Former U.S Aide discredits COHA report on Pres. Jagdeo

– labels organization capricious, political
A FORMER aide to U.S Democratic Senator, Paul Sarbanes (ret.) of Maryland, yesterday described reports coming out of the Washington-based Council on Hemispheric Affairs (COHA) as “often dubious” and “generally unable to stand up to scrutiny.”
Called upon to give an objective analysis of an article published by COHA, in which the non-governmental organization labels Guyana’s President Bharrat Jagdeo as a leader who, whenever he demits office, will have left behind a “tattered legacy,” the aide blames the organization’s predisposition on its seeming alignment “with political ambitions.”

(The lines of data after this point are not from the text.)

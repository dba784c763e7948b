//! One connector per upstream source.
//!
//! Each connector fetches, reshapes into a [`Table`](crate::table::Table)
//! and optionally persists. Connectors never call each other.

pub mod eurostat;
pub mod iea;
pub mod ilo;
pub mod world_bank;

use std::path::Path;

use crate::table::Table;
use crate::types::StatResult;

/// Write `table` to `path` as CSV without an index column.
pub(crate) fn persist(table: &Table, path: &Path) -> StatResult<()> {
    tracing::info!("writing CSV to {}", path.display());
    table.write_csv(path)
}
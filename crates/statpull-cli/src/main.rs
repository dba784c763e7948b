//! statpull command-line entry point.

mod params;

use std::path::PathBuf;
use std::process::ExitCode;

use clap::{CommandFactory, Parser, Subcommand};
use clap_complete::Shell;

use statpull::{
    resolve_out_root, Config, DatasetRequest, Eurostat, HttpClient, Iea, IeaRequest, Ilo, ListCache,
    Lookup, PageLayout, RenderContext, Renderer, Table, WorldBank,
};

const EUROSTAT_DEFAULTS: &[(&str, &str)] = &[("format", "JSON")];
const ILO_DEFAULTS: &[(&str, &str)] = &[
    ("format", "jsondata"),
    ("startPeriod", "2014-01-01"),
    ("endPeriod", "2014-12-31"),
];
const WORLD_BANK_DEFAULTS: &[(&str, &str)] =
    &[("format", "JSON"), ("per_page", "30000"), ("freq", "Y")];

#[derive(Parser)]
#[command(
    name = "statpull",
    about = "Pull Eurostat, ILO, World Bank and IEA statistics into flat CSV tables",
    version
)]
struct Cli {
    /// Root directory for output files. Also reads STATPULL_OUT_DIR.
    #[arg(long, global = true)]
    out_dir: Option<String>,

    /// Log level (trace, debug, info, warn, error).
    #[arg(long, default_value = "info", global = true)]
    log_level: String,

    #[command(subcommand)]
    command: Commands,
}

#[derive(clap::Args)]
struct RestArgs {
    /// Extra query parameter. Repeat a key to send a list.
    #[arg(
        short = 'p',
        long = "param",
        value_name = "KEY=VALUE",
        value_parser = params::parse_pair
    )]
    params: Vec<(String, String)>,

    /// Fetch and reshape without writing the CSV.
    #[arg(long)]
    no_write: bool,
}

#[derive(Subcommand)]
enum Commands {
    /// Pull a Eurostat dataset.
    Eurostat {
        #[arg(default_value = "nama_10_gdp")]
        dataset: String,

        #[command(flatten)]
        args: RestArgs,
    },

    /// Pull an ILO SDMX dataflow.
    Ilo {
        #[arg(default_value = "EMP_TEMP_SEX_STE_OCU_NB")]
        dataset: String,

        /// Restrict to one reference area, e.g. AUT.
        #[arg(long)]
        country: Option<String>,

        #[command(flatten)]
        args: RestArgs,
    },

    /// Pull a World Bank indicator for all countries.
    WorldBank {
        #[arg(default_value = "NY.GDP.MKTP.KD")]
        indicator: String,

        #[command(flatten)]
        args: RestArgs,
    },

    /// Scrape the IEA energy statistics data browser.
    Iea {
        /// Show the browser window.
        #[arg(long, global = true)]
        headed: bool,

        /// JSON file overriding page selectors.
        #[arg(long, global = true)]
        layout: Option<PathBuf>,

        #[command(subcommand)]
        command: IeaCommands,
    },

    /// Generate shell completion scripts.
    ///
    /// Examples:
    ///   statpull completions bash > ~/.local/share/bash-completion/completions/statpull
    ///   statpull completions zsh > ~/.zfunc/_statpull
    Completions {
        /// Shell type (bash, zsh, fish, powershell, elvish).
        shell: Shell,
    },
}

#[derive(Subcommand)]
enum IeaCommands {
    /// Scrape balances for every country x year.
    Data {
        #[arg(long = "country", required = true)]
        countries: Vec<String>,

        #[arg(long = "year", required = true)]
        years: Vec<String>,

        /// Keep only these fuels.
        #[arg(long = "fuel")]
        fuels: Vec<String>,

        #[arg(long)]
        no_write: bool,
    },
    /// List available countries.
    Countries {
        #[arg(long)]
        refresh: bool,
    },
    /// List available fuels.
    Fuels {
        #[arg(long)]
        refresh: bool,
    },
    /// List available years.
    Years {
        #[arg(long)]
        refresh: bool,
    },
}

/// What to do once the IEA page is open.
enum IeaJob {
    Data(IeaRequest),
    Lookup(Lookup, bool),
}

fn summarize(table: &Table, path: Option<PathBuf>) {
    println!("{} rows x {} columns", table.len(), table.columns().len());
    if let Some(path) = path {
        println!("  written to {}", path.display());
    }
}

async fn run_iea(
    config: &Config,
    headed: bool,
    layout: Option<PathBuf>,
    job: IeaJob,
) -> anyhow::Result<()> {
    let mut iea_config = config.iea.clone();
    iea_config.headless = !headed;
    if let Some(path) = layout {
        iea_config.layout = PageLayout::from_json_file(&path)?;
    }
    let iea = Iea::new(iea_config);

    // Cached lookups never need a browser
    if let IeaJob::Lookup(lookup, false) = job {
        let cache = ListCache::new(iea.config().lookup_path(lookup.name()), lookup.column());
        if let Some(values) = cache.load()? {
            values.iter().for_each(|v| println!("{v}"));
            return Ok(());
        }
    }

    let renderer = iea.launch().await?;
    let mut ctx = renderer.new_context().await?;
    let result = drive_iea(&iea, ctx.as_mut(), job).await;
    if let Err(e) = ctx.close().await {
        tracing::warn!("closing tab: {e}");
    }
    renderer.shutdown().await?;
    result
}

async fn drive_iea(iea: &Iea, ctx: &mut dyn RenderContext, job: IeaJob) -> anyhow::Result<()> {
    iea.open(ctx).await?;
    match job {
        IeaJob::Data(request) => {
            let table = iea.fetch(ctx, &request).await?;
            summarize(&table, request.write.then(|| iea.config().data_path()));
        }
        IeaJob::Lookup(lookup, refresh) => {
            for value in iea.lookup(ctx, lookup, refresh).await? {
                println!("{value}");
            }
        }
    }
    Ok(())
}

async fn run(cli: Cli) -> anyhow::Result<()> {
    let root = resolve_out_root(cli.out_dir.as_deref());
    let config = Config::rooted_at(&root);
    tracing::debug!("output root: {}", root.display());

    match cli.command {
        Commands::Eurostat { dataset, args } => {
            let http = HttpClient::new(config.http_timeout_ms)?;
            let connector = Eurostat::new(http, config.eurostat.clone());
            let query = params::merge(EUROSTAT_DEFAULTS, &args.params);
            let request = DatasetRequest::new(&dataset, query).write(!args.no_write);
            let table = connector.fetch(&request).await?;
            summarize(&table, request.write.then(|| config.eurostat.output_path(&dataset)));
        }

        Commands::Ilo { dataset, country, args } => {
            let http = HttpClient::new(config.http_timeout_ms)?;
            let connector = Ilo::new(http, config.ilo.clone());
            let query = params::merge(ILO_DEFAULTS, &args.params);
            let request = DatasetRequest::new(&dataset, query).write(!args.no_write);
            let table = connector.fetch(&request, country.as_deref()).await?;
            summarize(&table, request.write.then(|| config.ilo.output_path(&dataset)));
        }

        Commands::WorldBank { indicator, args } => {
            let http = HttpClient::new(config.http_timeout_ms)?;
            let connector = WorldBank::new(http, config.world_bank.clone());
            let query = params::merge(WORLD_BANK_DEFAULTS, &args.params);
            let request = DatasetRequest::new(&indicator, query).write(!args.no_write);
            let table = connector.fetch(&request).await?;
            let path = config.world_bank.output_path(&indicator);
            summarize(&table, request.write.then_some(path));
        }

        Commands::Iea { headed, layout, command } => {
            let job = match command {
                IeaCommands::Data {
                    countries,
                    years,
                    fuels,
                    no_write,
                } => IeaJob::Data(IeaRequest {
                    countries,
                    years,
                    fuels,
                    write: !no_write,
                }),
                IeaCommands::Countries { refresh } => IeaJob::Lookup(Lookup::Countries, refresh),
                IeaCommands::Fuels { refresh } => IeaJob::Lookup(Lookup::Fuels, refresh),
                IeaCommands::Years { refresh } => IeaJob::Lookup(Lookup::Years, refresh),
            };
            run_iea(&config, headed, layout, job).await?;
        }

        Commands::Completions { shell } => {
            let mut cmd = Cli::command();
            clap_complete::generate(shell, &mut cmd, "statpull", &mut std::io::stdout());
        }
    }

    Ok(())
}

#[tokio::main]
async fn main() -> ExitCode {
    let cli = Cli::parse();

    let filter = tracing_subscriber::EnvFilter::try_from_default_env()
        .unwrap_or_else(|_| tracing_subscriber::EnvFilter::new(&cli.log_level));

    tracing_subscriber::fmt()
        .with_env_filter(filter)
        .with_writer(std::io::stderr)
        .init();

    match run(cli).await {
        Ok(()) => ExitCode::SUCCESS,
        Err(e) => {
            eprintln!("Error: {e:#}");
            ExitCode::FAILURE
        }
    }
}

Paul A. Bonner, now a research fellow in Washington DC, says the U.S senate pays very little or no attention to anything that has the name COHA attached to it, and that further, there is not a single member in the senate that endorses the organization, as it is often considered a political lobbying tool paid by foreign opposition forces to gain attention in Washington for the benefit of their political movement outside of the United States, primarily around election-time.
While admitting that he knows nothing much about Guyana’s political climate, Bonner reiterated that his research and inquiries over the past few hours have proven contrary to the COHA report, and stressed that the Guyana government should be mindful of the fact that COHA is an organization that is usually driven by ulterior motives.
“Simply put, the Guyanese Head-of-State should let anything COHA says comes through his right ear and leave through the left,” Bonner said, adding that it would be “dim-witted” of the Guyana government to pay any mind to an insignificant political lobbying body such as COHA.
Most of the organisation’s reports, he contended, are fly-by-night articles written by persons just out of school, in school, or are interns, and haven’t got a single clue about the country they are asked to do a report on.
In Guyana’s case, he says, the purported main writer of the article, one Robert Cavooris, is a young inexperienced student attending the American University in Washington DC. Cavooris, Bonner said, “is a little lad who is in university just about twelve months now, studying international relations,” and who he is certain may not have had a clue as to what his name was really appended to.
The other name associated with the publication, one Elcin Chang, he feels, may have been a pseudonym used to add credit to the article.
Though efforts by a correspondent for this newspaper in Washington D.C to reach Cavooris prior to the publication of this article have proven futile, a woman who identified herself as a relative of his has promised to have him return the call.
Previous publications by COHA on other countries such as Venezuela and Mexico, Bonner said, later turned out to be fictitious and penned by ghost writers after the Government of those countries launched their own investigations.
The Guyana government has not yet expressed any intention to investigate the report, as a government source suggested that it might just turn out to be a waste of taxpayers’ dollars to investigate a story that is clearly not the fact.